Day 4: Wednesday 14th Feb 24
Diu-Somnath-Sasan Gir-Junagadh
We checked out of the hotel in Diu and headed towards Somnath after a quick peek at Nagoa beach in Diu. After around 2 hour drive we reached Somnath. There is a huge well developed paid parking area near the temple, with a cafeteria. The temple and it’s surrounding area is well guarded with boundary walls. There is a free locker facility for keeping mobiles or any digital items (I was sent back by the security because I was carrying my digital car keys) and a free secure shoe stand. After security check you enter the temple campus which is very clean and well maintained. You can have your photos taken, with temple in the background, by authorised photographers that have been allocated specific area in one corner. After darshan in the Mandir which is one of the 12 jyotirlingas, one can buy different type of prasad at the counter at the exit from the temple (a very slow moving queue here, better buy it at the alternate counters at the exit of the campus), view the photo gallery with photos and description of all jyotirlingas and take a stroll at the back of the temple along the sea. When you exit the temple complex and collect your belongings from the locker just a few meters ahead there is a path on the right that leads to the beach. A concrete pathway is built along the shoreline that leads to the back of the temple. You can hire a bicycle or take a long walk along this path if interested. We opted for couple of photos and headed back to the parking complex. After having lunch at the cafeteria it was time to leave Somnath for Sasan Gir. Before that we paid a quick visit to Triveni sangam which is located 100-200 metres on the right of parking area exit. Triveni Sangam marks the confluence of rivers Hiran, Kapila and the Saraswati, where they meet the Arabian Sea on the west coast. There is a Ram Temple as well which we skipped. We enquired about the significance of Veraval which was not very far but didn’t get any answers compelling us to visit but later came to know that Bhalka Tirtha is located there. It is the place where Krishna took his last breath. It is said that he was killed by an arrow shot by a hunter named Jara, with Krishna's body suffering severe and subsequently fatal injuries. So if interested do visit.
Just when we started towards Sasan Gir sales person from the company that arranges the safaris called me based on the details I had filled up on their website. He said that there were no afternoon slots available for the safari that day but a couple of days later slots were available.
5-6 km before Sasan Gir Lion Safari we found a few open jeeps lined up on the side of the road and one of the drivers waved at us to stop.
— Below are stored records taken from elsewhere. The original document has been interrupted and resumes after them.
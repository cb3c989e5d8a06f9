//! Configuration error types.
//!
//! The simulation has no runtime errors; everything here is raised while
//! loading or validating tunables, before the first frame.

pub type ConfigResult<T> = Result<T, ConfigError>;

/// Errors raised by malformed tunables.
#[derive(Debug, thiserror::Error)]
pub enum ConfigError {
    /// A `[min, max]` range with `min > max` (or a non-finite bound).
    #[error("invalid range for {name}: min {min} > max {max}")]
    InvalidRange {
        name: &'static str,
        min: f32,
        max: f32,
    },

    /// A probability outside `[0, 1]`.
    #[error("invalid probability for {name}: {value}")]
    InvalidProbability { name: &'static str, value: f64 },

    /// Any other out-of-domain scalar.
    #[error("invalid value for {name}: {reason}")]
    InvalidValue { name: &'static str, reason: String },

    /// A sampling distribution rejected its parameters.
    #[error("invalid distribution for {name}: {reason}")]
    Distribution { name: &'static str, reason: String },

    /// Tuning file could not be read.
    #[error("failed to read tuning file: {0}")]
    Io(#[from] std::io::Error),

    /// Tuning file is not valid JSON for [`crate::Tuning`].
    #[error("failed to parse tuning: {0}")]
    Parse(#[from] serde_json::Error),
}
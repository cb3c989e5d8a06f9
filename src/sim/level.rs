//! Procedural level: the live window of platforms around the camera
//!
//! Platforms are kept in spawn order, which is also bottom-to-top order; the
//! last one is the frontier. All random draws come from the level's own
//! seeded generator, so a seed fully determines the platform sequence.

use rand::distr::Distribution;
use rand::distr::weighted::WeightedIndex;
use rand::{Rng, SeedableRng};
use rand_distr::Normal;
use rand_pcg::Pcg32;

use super::camera::Camera;
use super::platform::{Platform, PlatformKind, PowerUp, PowerUpKind};
use super::rect::Rect;
use crate::error::{ConfigError, ConfigResult};
use crate::tuning::Tuning;

/// Live platform window plus the generator that extends it
#[derive(Debug, Clone)]
pub struct Level {
    /// Bottom-to-top; the last entry is the frontier
    pub platforms: Vec<Platform>,
    rng: Pcg32,
    /// Horizontal center of new platforms
    center_dist: Normal<f32>,
    /// Index into normal / disappearing / moving
    kind_dist: WeightedIndex<f32>,
    next_id: u32,
}

impl Level {
    /// Create a level seeded from `seed`, holding only the starting platform
    pub fn new(seed: u64, tuning: &Tuning) -> ConfigResult<Self> {
        Self::from_rng(Pcg32::seed_from_u64(seed), tuning)
    }

    /// Create a level drawing from an explicit generator
    pub fn from_rng(rng: Pcg32, tuning: &Tuning) -> ConfigResult<Self> {
        tuning.validate()?;
        let center_dist = Normal::new(tuning.screen_center_x(), tuning.platform_spread).map_err(
            |e| ConfigError::Distribution {
                name: "platform_spread",
                reason: e.to_string(),
            },
        )?;
        let kind_dist = WeightedIndex::new(tuning.platform_weights).map_err(|e| {
            ConfigError::Distribution {
                name: "platform_weights",
                reason: e.to_string(),
            }
        })?;

        let mut level = Self {
            platforms: Vec::with_capacity(tuning.min_live_platforms * 2),
            rng,
            center_dist,
            kind_dist,
            next_id: 0,
        };
        level.push_start_platform(tuning.screen_height - tuning.start_platform_margin, tuning);
        Ok(level)
    }

    /// Highest (most recently generated) platform
    pub fn frontier(&self) -> Option<&Platform> {
        self.platforms.last()
    }

    fn next_entity_id(&mut self) -> u32 {
        let id = self.next_id;
        self.next_id += 1;
        id
    }

    /// Plain platform centered horizontally with its top at `top`
    fn push_start_platform(&mut self, top: f32, tuning: &Tuning) {
        let id = self.next_entity_id();
        let width = tuning.start_platform_width.min(tuning.screen_width);
        let rect = Rect::new(
            tuning.screen_center_x() - width / 2.0,
            top,
            width,
            tuning.platform_height,
        );
        self.platforms.push(Platform::new(id, rect, PlatformKind::Normal));
    }

    /// Spawn one platform above the frontier
    pub fn generate_next(&mut self, tuning: &Tuning) {
        let Some(last_top) = self.frontier().map(|p| p.rect.top()) else {
            return;
        };

        let width = self
            .rng
            .random_range(tuning.platform_min_width..=tuning.platform_max_width);
        let center = self.center_dist.sample(&mut self.rng);
        let x = (center - width / 2.0).clamp(0.0, tuning.screen_width - width);
        let gap = self
            .rng
            .random_range(tuning.min_platform_gap..=tuning.max_platform_gap);
        let kind = PlatformKind::from_index(self.kind_dist.sample(&mut self.rng));

        let id = self.next_entity_id();
        let rect = Rect::new(x, last_top - gap, width, tuning.platform_height);
        let mut platform = Platform::new(id, rect, kind);

        if self.rng.random_bool(tuning.power_up_spawn_chance) {
            platform = platform.with_power_up(PowerUp::new(
                PowerUpKind::HighJump,
                tuning.power_up_size,
                tuning.power_up_gap,
            ));
            log::debug!("Platform {} spawned with a power-up", id);
        }

        log::trace!(
            "Spawned {} platform {} at ({:.1}, {:.1}) width {:.1}",
            kind.as_str(),
            id,
            rect.left(),
            rect.top(),
            width
        );
        self.platforms.push(platform);
    }

    /// A platform whose bottom edge is at or above this world y is culled
    #[inline]
    pub fn cull_line(camera: &Camera, tuning: &Tuning) -> f32 {
        camera.y - tuning.screen_height
    }

    /// A platform whose top edge is below this world y can no longer be
    /// reached and is culled
    #[inline]
    pub fn trail_line(camera: &Camera, tuning: &Tuning) -> f32 {
        camera.y + 2.0 * tuning.screen_height
    }

    /// The generator keeps adding while the frontier's top is above this y
    #[inline]
    pub fn spawn_line(camera: &Camera, tuning: &Tuning) -> f32 {
        camera.y + tuning.screen_height
    }

    /// True while the window is short of platforms or the frontier is
    /// still above the bottom of the viewport
    pub fn needs_platform(&self, camera: &Camera, tuning: &Tuning) -> bool {
        match self.frontier() {
            Some(frontier) => {
                self.platforms.len() < tuning.min_live_platforms
                    || frontier.rect.top() < Self::spawn_line(camera, tuning)
            }
            None => true,
        }
    }

    /// Per-frame maintenance: cull, advance platform state, add at most one
    /// platform
    pub fn update(&mut self, camera: &Camera, tuning: &Tuning) {
        let cull_line = Self::cull_line(camera, tuning);
        let trail_line = Self::trail_line(camera, tuning);
        let before = self.platforms.len();
        self.platforms
            .retain(|p| p.rect.bottom() > cull_line && p.rect.top() <= trail_line);
        let culled = before - self.platforms.len();
        if culled > 0 {
            log::trace!(
                "Culled {} platforms outside ({:.1}, {:.1}]",
                culled,
                cull_line,
                trail_line
            );
        }

        for platform in &mut self.platforms {
            platform.update(tuning);
        }

        if self.platforms.is_empty() {
            // Everything was culled; re-anchor near the bottom of the viewport.
            let top = camera.y + tuning.screen_height - tuning.start_platform_margin;
            self.push_start_platform(top, tuning);
            log::debug!("Level re-anchored at y={:.1}", top);
        } else if self.needs_platform(camera, tuning) {
            self.generate_next(tuning);
            // A platform spawned past the cull line is dropped right away and
            // redrawn from the same frontier next frame.
            if self.platforms.len() > 1
                && self
                    .frontier()
                    .is_some_and(|p| p.rect.bottom() <= cull_line)
            {
                self.platforms.pop();
            }
        }
    }
}
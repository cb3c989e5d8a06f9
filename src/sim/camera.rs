//! Upward-only vertical camera

use glam::Vec2;
use serde::{Deserialize, Serialize};

use super::rect::Rect;

/// Vertical scroll state; there is no horizontal scrolling
#[derive(Debug, Clone, Copy, PartialEq, Serialize, Deserialize)]
pub struct Camera {
    /// World y of the top of the viewport. Never increases.
    pub y: f32,
    /// Distance kept between the viewport top and the player's top edge
    pub player_offset: f32,
}

impl Camera {
    pub fn new(player_offset: f32) -> Self {
        Self {
            y: 0.0,
            player_offset,
        }
    }

    /// Follow the player up; never scroll back down
    pub fn update(&mut self, player_top: f32) {
        let target = player_top - self.player_offset;
        self.y = self.y.min(target);
    }

    /// Map a world-space box into screen space
    pub fn apply(&self, rect: Rect) -> Rect {
        Rect {
            pos: Vec2::new(rect.pos.x, rect.pos.y - self.y),
            size: rect.size,
        }
    }

    /// Screen-space y of a world y
    #[inline]
    pub fn screen_y(&self, world_y: f32) -> f32 {
        world_y - self.y
    }
}

#[cfg(test)]
mod tests {
    use super::*;
    use proptest::prelude::*;

    #[test]
    fn test_follows_player_up() {
        let mut camera = Camera::new(300.0);
        camera.update(100.0);
        assert_eq!(camera.y, -200.0);
    }

    #[test]
    fn test_ignores_player_below_target() {
        let mut camera = Camera::new(300.0);
        camera.update(500.0);
        assert_eq!(camera.y, 0.0);
    }

    #[test]
    fn test_apply_shifts_only_vertically() {
        let camera = Camera {
            y: -250.0,
            player_offset: 300.0,
        };
        let screen = camera.apply(Rect::new(40.0, -200.0, 10.0, 20.0));
        assert_eq!(screen, Rect::new(40.0, 50.0, 10.0, 20.0));
    }

    proptest! {
        #[test]
        fn camera_never_moves_down(tops in prop::collection::vec(-10_000.0f32..10_000.0, 1..64)) {
            let mut camera = Camera::new(300.0);
            let mut last = camera.y;
            for top in tops {
                camera.update(top);
                prop_assert!(camera.y <= last);
                last = camera.y;
            }
        }
    }
}
//! Game session state
//!
//! A session owns everything a run needs. Restarting replaces the whole
//! session rather than patching its parts.

use serde::{Deserialize, Serialize};

use super::camera::Camera;
use super::level::Level;
use super::player::Player;
use crate::error::ConfigResult;
use crate::tuning::Tuning;

/// Current phase of gameplay
#[derive(Debug, Clone, Copy, PartialEq, Eq, Serialize, Deserialize)]
pub enum GamePhase {
    /// Active gameplay
    Playing,
    /// Player died; the simulation is frozen until reset
    GameOver,
}

/// Complete session state (deterministic for a given seed and input stream)
#[derive(Debug, Clone)]
pub struct GameState {
    /// Run seed for reproducibility
    pub seed: u64,
    pub tuning: Tuning,
    /// Simulation frames advanced while playing
    pub time_ticks: u64,
    pub phase: GamePhase,
    pub player: Player,
    pub camera: Camera,
    pub level: Level,
}

impl GameState {
    /// Start a run. Fails fast if `tuning` is malformed.
    pub fn new(seed: u64, tuning: Tuning) -> ConfigResult<Self> {
        tuning.validate()?;

        let player = Player::new(&tuning);
        let camera = Camera::new(tuning.camera_player_offset);
        let level = Level::new(seed, &tuning)?;

        log::info!("New run with seed {}", seed);

        Ok(Self {
            seed,
            tuning,
            time_ticks: 0,
            phase: GamePhase::Playing,
            player,
            camera,
            level,
        })
    }

    /// Replace the whole session with a fresh run, keeping the tuning
    pub fn reset(&mut self, seed: u64) -> ConfigResult<()> {
        *self = Self::new(seed, self.tuning.clone())?;
        Ok(())
    }

    pub fn score(&self) -> u64 {
        self.player.score
    }

    pub fn is_game_over(&self) -> bool {
        self.phase == GamePhase::GameOver
    }
}
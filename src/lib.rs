//! Continuous seismic-property fields from tabulated mineral-physics data.
//!
//! A lookup table samples seismic velocities, density, attenuation and
//! solidus temperature of one rock composition on a rectangular grid of
//! pressure and temperature. [`FieldTable`] reshapes the raw rows into one
//! 2-D grid per field once at load time; queries then bracket each point
//! on both axes and interpolate bilinearly within the enclosing cell.
//! Points outside the table are clamped to the nearest edge and the
//! clamp is reported on the result rather than treated as an error.
//!
//! The [`mixing`] module blends compositions: harmonic averaging for
//! mechanical mixtures, and linear interpolation across a composition
//! parameter.
//!
//! # Query Costs
//! | Method                        | Cost per point                          |
//! |-------------------------------|-----------------------------------------|
//! | `FieldTable::query_point`     | O(log2(np) + log2(nt))                  |
//! | `FieldTable::query_points`    | O(log2(np) + log2(nt))                  |
//! | `FieldTable::regrid`          | O(1), after O(log) bracketing per axis  |
//!
//! # Example
//! ```rust
//! use seislut::{mixing, FieldKind, FieldTable};
//!
//! // Rows of [pressure, temperature, vp, vs, vp_ani, vs_ani, vphi, density, qs, t_sol],
//! // grouped by pressure with increasing temperature in each block
//! let mut rows = Vec::new();
//! for p in [1.0e9_f64, 2.0e9] {
//!     for t in [1000.0, 1500.0, 2000.0] {
//!         let vs = 4.5 + 1.0e-10 * p - 2.0e-4 * t;
//!         rows.push([p, t, 1.8 * vs, vs, 1.8 * vs, vs, 1.4 * vs, 3300.0, 0.01, 1800.0]);
//!     }
//! }
//! let table: FieldTable<f64> = FieldTable::load(&rows).unwrap();
//!
//! // One point, with the field picked by name
//! let vs = table.query_point("Vs".parse().unwrap(), 1.5e9, 1250.0).unwrap();
//! assert!(!vs.domain.is_clipped());
//!
//! // Index-paired points
//! let out = table.query_points(FieldKind::Vs, &[1.2e9, 1.8e9], &[1100.0, 1900.0]).unwrap();
//! assert_eq!(out.len(), 2);
//!
//! // Grid product, shape (temperatures, pressures)
//! let grid = table.regrid(FieldKind::Density, &[1.0e9, 1.5e9, 2.0e9], &[1000.0, 2000.0]).unwrap();
//! assert_eq!(grid.values.dim(), (2, 3));
//! assert!(!grid.is_clipped());
//!
//! // Mechanical mixture of two compositions at the same point
//! let mixed = mixing::harmonic_mix(&[vs.value, 4.0], &[0.8, 0.2]).unwrap();
//! assert!(mixed > 4.0 && mixed < vs.value);
//! ```
// These "needless" range loops are a significant speedup
#![allow(clippy::needless_range_loop)]

pub mod bilinear;
pub mod error;
pub mod field;
pub mod grid;
pub mod mixing;
pub mod table;
pub mod utils;

pub use error::{Error, Result};
pub use field::FieldKind;
pub use grid::{Axis, Bounds, Extrap};
pub use mixing::{harmonic_mix, interp_composition, MixedSample, Mixture};
pub use table::{
    AxisName, DomainFlags, DomainWarning, FieldTable, OutOfDomain, Record, Regridded, Sample,
};

#[cfg(test)]
pub(crate) mod testing;
//! Listener: bind-host resolution, socket setup and the accept loop.

use crate::server::session::Session;
use crate::util::{Result, SocksError, configure_tcp_stream};
use socket2::{Domain, Protocol, Socket, Type};
use std::net::SocketAddr;
use std::sync::Arc;
use std::time::Duration;
use tokio::net::{TcpListener, lookup_host};
use tracing::{Instrument, info_span};

/// Server configuration.
#[derive(Debug, Clone)]
pub struct ServerConfig {
    /// Host name or address to bind.
    pub host: String,
    /// Listen port.
    pub port: u16,
    /// Listen backlog.
    pub backlog: i32,
    /// TCP keep-alive idle period applied to both session endpoints.
    pub keepalive_idle: Duration,
    /// Per-direction relay buffer size in bytes.
    pub buffer_size: usize,
}

impl Default for ServerConfig {
    fn default() -> Self {
        Self {
            host: "127.0.0.1".to_string(),
            port: 8789,
            backlog: 256,
            keepalive_idle: Duration::from_secs(60),
            buffer_size: 2048,
        }
    }
}

/// Read-only state shared with every session after startup.
pub struct ServerContext {
    pub config: ServerConfig,
    /// Address the listener actually bound. Echoed back to clients in the
    /// CONNECT success reply as `BND.ADDR`/`BND.PORT`.
    pub bound: SocketAddr,
}

/// SOCKS5 proxy server.
pub struct Server {
    listener: TcpListener,
    context: Arc<ServerContext>,
}

impl Server {
    /// Resolve the bind host and bind+listen on the first address that
    /// accepts it. Resolution failure or exhausting every candidate is a
    /// fatal startup error.
    pub async fn bind(config: ServerConfig) -> Result<Self> {
        let candidates: Vec<SocketAddr> = lookup_host((config.host.as_str(), config.port))
            .await
            .map_err(|err| {
                SocksError::Config(format!(
                    "cannot resolve bind host {}: {}",
                    config.host, err
                ))
            })?
            .collect();

        let mut last_err = None;
        for addr in candidates {
            match bind_and_listen(addr, config.backlog) {
                Ok(listener) => {
                    let bound = listener.local_addr()?;
                    tracing::info!("[Server] Listening on {}", bound);
                    return Ok(Self {
                        listener,
                        context: Arc::new(ServerContext { config, bound }),
                    });
                }
                Err(err) => {
                    tracing::warn!("[Server] Failed to bind {}: {}", addr, err);
                    last_err = Some(err);
                }
            }
        }

        Err(match last_err {
            Some(err) => SocksError::Io(err),
            None => SocksError::Config(format!(
                "bind host {} resolved to no addresses",
                config.host
            )),
        })
    }

    /// Address the listener bound to.
    pub fn local_addr(&self) -> SocketAddr {
        self.context.bound
    }

    /// Accept connections forever, one session per client.
    pub async fn serve(&self) -> Result<()> {
        loop {
            match self.listener.accept().await {
                Ok((stream, peer)) => {
                    tracing::trace!("[Server] New connection from {}", peer);

                    if let Err(err) =
                        configure_tcp_stream(&stream, self.context.config.keepalive_idle)
                    {
                        tracing::warn!("[Server] Dropping {}: TCP setup failed: {}", peer, err);
                        continue;
                    }

                    let session = Session::new(stream, peer, Arc::clone(&self.context));
                    let span = info_span!("socks.session", peer_addr = %peer);
                    tokio::spawn(
                        async move {
                            match session.run().await {
                                Ok(()) => {}
                                Err(SocksError::ClosedByPeer) => {
                                    tracing::trace!("[Session] {} closed by peer", peer);
                                }
                                Err(err) => {
                                    tracing::error!("[Session] {}: {}", peer, err);
                                }
                            }
                        }
                        .instrument(span),
                    );
                }
                Err(err) => {
                    tracing::error!("[Server] Accept error: {}", err);
                }
            }
        }
    }
}

fn bind_and_listen(addr: SocketAddr, backlog: i32) -> std::io::Result<TcpListener> {
    let socket = Socket::new(Domain::for_address(addr), Type::STREAM, Some(Protocol::TCP))?;
    socket.set_reuse_address(true)?;
    socket.set_nonblocking(true)?;
    socket.bind(&addr.into())?;
    socket.listen(backlog)?;
    TcpListener::from_std(socket.into())
}
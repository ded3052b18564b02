//! End-to-end relay behavior through the proxy.

mod common;

use anyhow::Result;
use common::{
    connect_request_domain, connect_request_v4, greet_no_auth, spawn_proxy, spawn_tcp_echo_server,
};
use tokio::io::{AsyncReadExt, AsyncWriteExt};
use tokio::net::{TcpListener, TcpStream};
use tokio::time::{Duration, sleep, timeout};

#[tokio::test]
async fn connect_ipv4_relays_both_directions() -> Result<()> {
    let (echo, _echo_task) = spawn_tcp_echo_server().await?;
    let (proxy, _server) = spawn_proxy().await?;

    let mut stream = TcpStream::connect(proxy).await?;
    greet_no_auth(&mut stream).await?;

    stream.write_all(&connect_request_v4(echo)).await?;

    let mut reply = [0u8; 10];
    timeout(Duration::from_secs(5), stream.read_exact(&mut reply)).await??;
    assert_eq!(reply[0], 0x05);
    assert_eq!(reply[1], 0x00, "connect reply error code {}", reply[1]);
    assert_eq!(reply[3], 0x01, "expected an IPv4 bound address");
    assert_eq!(&reply[4..8], &[127, 0, 0, 1]);
    let bnd_port = u16::from_be_bytes([reply[8], reply[9]]);
    assert_eq!(bnd_port, proxy.port(), "BND.PORT must be the listen port");

    // Multiple exchanges over the same session.
    for payload in [&b"hello through the proxy"[..], &b"second message"[..]] {
        stream.write_all(payload).await?;
        let mut got = vec![0u8; payload.len()];
        timeout(Duration::from_secs(5), stream.read_exact(&mut got)).await??;
        assert_eq!(got, payload);
    }
    Ok(())
}

#[tokio::test]
async fn connect_domain_relays() -> Result<()> {
    let (echo, _echo_task) = spawn_tcp_echo_server().await?;
    let (proxy, _server) = spawn_proxy().await?;

    let mut stream = TcpStream::connect(proxy).await?;
    greet_no_auth(&mut stream).await?;

    stream
        .write_all(&connect_request_domain("localhost", echo.port()))
        .await?;

    let mut reply = [0u8; 10];
    timeout(Duration::from_secs(10), stream.read_exact(&mut reply)).await??;
    assert_eq!(reply[1], 0x00, "connect reply error code {}", reply[1]);

    stream.write_all(b"ping over a domain connect").await?;
    let mut got = [0u8; 26];
    timeout(Duration::from_secs(5), stream.read_exact(&mut got)).await??;
    assert_eq!(&got[..], b"ping over a domain connect");
    Ok(())
}

#[tokio::test]
async fn fragmented_request_parses_like_whole() -> Result<()> {
    let (echo, _echo_task) = spawn_tcp_echo_server().await?;
    let (proxy, _server) = spawn_proxy().await?;

    let mut stream = TcpStream::connect(proxy).await?;
    greet_no_auth(&mut stream).await?;

    for byte in connect_request_v4(echo) {
        stream.write_all(&[byte]).await?;
        stream.flush().await?;
        sleep(Duration::from_millis(10)).await;
    }

    let mut reply = [0u8; 10];
    timeout(Duration::from_secs(5), stream.read_exact(&mut reply)).await??;
    assert_eq!(reply[1], 0x00, "connect reply error code {}", reply[1]);

    stream.write_all(b"fragmented handshake, whole relay").await?;
    let mut got = [0u8; 33];
    timeout(Duration::from_secs(5), stream.read_exact(&mut got)).await??;
    assert_eq!(&got[..], b"fragmented handshake, whole relay");
    Ok(())
}

#[tokio::test]
async fn upstream_initiated_bytes_reach_client() -> Result<()> {
    // Upstream that talks first, like an SMTP banner.
    let banner_listener = TcpListener::bind("127.0.0.1:0").await?;
    let banner_addr = banner_listener.local_addr()?;
    let _banner_task = tokio::spawn(async move {
        while let Ok((mut socket, _)) = banner_listener.accept().await {
            let _ = socket.write_all(b"220 ready\r\n").await;
            let _ = socket.shutdown().await;
        }
    });

    let (proxy, _server) = spawn_proxy().await?;
    let mut stream = TcpStream::connect(proxy).await?;
    greet_no_auth(&mut stream).await?;

    stream.write_all(&connect_request_v4(banner_addr)).await?;

    let mut reply = [0u8; 10];
    timeout(Duration::from_secs(5), stream.read_exact(&mut reply)).await??;
    assert_eq!(reply[1], 0x00, "connect reply error code {}", reply[1]);

    // The banner arrives without the client sending a single payload byte.
    let mut banner = [0u8; 11];
    timeout(Duration::from_secs(5), stream.read_exact(&mut banner)).await??;
    assert_eq!(&banner[..], b"220 ready\r\n");
    Ok(())
}

#[tokio::test]
async fn large_transfer_is_relayed_verbatim() -> Result<()> {
    let (echo, _echo_task) = spawn_tcp_echo_server().await?;
    let (proxy, _server) = spawn_proxy().await?;

    let mut stream = TcpStream::connect(proxy).await?;
    greet_no_auth(&mut stream).await?;

    stream.write_all(&connect_request_v4(echo)).await?;
    let mut reply = [0u8; 10];
    timeout(Duration::from_secs(5), stream.read_exact(&mut reply)).await??;
    assert_eq!(reply[1], 0x00, "connect reply error code {}", reply[1]);

    // Well past the 2048-byte relay buffers, so the session has to cycle
    // read/write many times in both directions.
    let payload: Vec<u8> = (0..64 * 1024).map(|i| (i % 251) as u8).collect();
    let expected = payload.clone();

    let (mut read_half, mut write_half) = stream.split();
    let writer = async move {
        write_half.write_all(&payload).await?;
        write_half.flush().await?;
        Ok::<_, std::io::Error>(())
    };
    let reader = async move {
        let mut got = vec![0u8; expected.len()];
        read_half.read_exact(&mut got).await?;
        Ok::<_, std::io::Error>(got)
    };

    let (write_result, got) =
        timeout(Duration::from_secs(30), async { tokio::join!(writer, reader) }).await?;
    write_result?;
    assert_eq!(got?, (0..64 * 1024).map(|i| (i % 251) as u8).collect::<Vec<u8>>());
    Ok(())
}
He offered us a 2 hour jeep safari at a price of Rs 2200/- in the buffer zone as the core area is reserved for the official government operated jeep safaris which were fully booked. We were actually planning to reach another lion safari near Junagadh. But reaching there before 3.00 pm would have been touch and go situation, so we opted to take the offer and had a two hour Safari in the buffer zone of Sasan Gir itself. The driver took us through a dirt road and we crossed a river over a small dam. Many crocodiles were resting on one shore of the river. We crossed a village and reached a proper tar road at the other end. This road with jungle on both sides lead us to the gate of Devaliya Bus Safari gate. This road is open to all vehicular traffic till 6 pm, so we could have easily come by our own vehicle instead of shelling out 2200 rupees for this jeep safari. We only saw a few deers and a wild boar. After the flop safari experience we visited the Sasan Gir lion safari office and enquired if there is any way to get accommodated in any jeep safaris that had empty seats but to no avail. We met a person who told us that instead of opting for normal highway route to Junagadh we can take a detour and go via a dirt road through the jungle adjoining Sasan gir core area. It is a 17 km dirt road that requires a permit that is free and issued at the gate. We booked our tickets for next day morning 7-8 am slot for Girnar Ropeway before taking this route. Saw plenty of deers and peacocks and a neelgay from a very close proximity. Please note that you are instructed not to stop the car and finish the dirt track in 50 minutes. We took 1 hour though and had to submit the paper permit at the exit gate. Thereafter google maps guided us through very narrow tar roads through fields to highway that led us to Junagadh. We stayed at a hotel near the bus station that had a separate restaurant. Restaurant was decorated for the Valentine’s Day and Food as well as service was excellent. Post dinner went for a stroll to find an ice cream parlour and found a good one. Returned to the hotel and retired for the day.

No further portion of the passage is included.